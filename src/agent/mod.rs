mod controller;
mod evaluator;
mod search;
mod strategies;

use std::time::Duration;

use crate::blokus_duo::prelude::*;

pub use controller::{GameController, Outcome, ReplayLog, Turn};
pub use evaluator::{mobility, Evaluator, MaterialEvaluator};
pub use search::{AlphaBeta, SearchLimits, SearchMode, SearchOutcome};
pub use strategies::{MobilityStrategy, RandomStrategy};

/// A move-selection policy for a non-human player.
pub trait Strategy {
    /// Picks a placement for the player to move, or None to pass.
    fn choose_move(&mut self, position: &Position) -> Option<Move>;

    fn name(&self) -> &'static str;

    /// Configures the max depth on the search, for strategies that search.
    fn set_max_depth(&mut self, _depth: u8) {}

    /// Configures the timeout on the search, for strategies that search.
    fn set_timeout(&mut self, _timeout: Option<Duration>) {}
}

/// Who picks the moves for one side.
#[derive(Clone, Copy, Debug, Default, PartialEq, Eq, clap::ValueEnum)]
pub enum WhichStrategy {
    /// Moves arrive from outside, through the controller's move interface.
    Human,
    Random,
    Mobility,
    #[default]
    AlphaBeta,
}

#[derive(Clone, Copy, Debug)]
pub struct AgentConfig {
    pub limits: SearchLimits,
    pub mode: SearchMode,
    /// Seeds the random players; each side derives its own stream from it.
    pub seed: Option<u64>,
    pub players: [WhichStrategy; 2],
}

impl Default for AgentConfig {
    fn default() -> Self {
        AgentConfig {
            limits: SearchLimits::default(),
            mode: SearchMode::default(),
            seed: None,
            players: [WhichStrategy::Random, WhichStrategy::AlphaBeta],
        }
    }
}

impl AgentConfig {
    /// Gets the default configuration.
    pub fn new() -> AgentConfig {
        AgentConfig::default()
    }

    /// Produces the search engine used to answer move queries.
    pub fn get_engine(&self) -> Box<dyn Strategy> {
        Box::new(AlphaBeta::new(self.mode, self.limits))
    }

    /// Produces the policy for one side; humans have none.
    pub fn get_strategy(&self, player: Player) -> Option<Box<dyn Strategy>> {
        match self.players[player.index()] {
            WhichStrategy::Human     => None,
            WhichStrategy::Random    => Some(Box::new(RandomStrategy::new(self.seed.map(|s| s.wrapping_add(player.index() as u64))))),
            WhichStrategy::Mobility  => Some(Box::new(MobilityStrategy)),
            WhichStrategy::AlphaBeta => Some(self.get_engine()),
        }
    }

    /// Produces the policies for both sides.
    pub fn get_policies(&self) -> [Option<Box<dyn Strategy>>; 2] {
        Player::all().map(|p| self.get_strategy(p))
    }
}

→ **Work order**:
Count every line in the preceding entries where the string "Debug" appears, then state only the total.

→ **Solved problem**:
2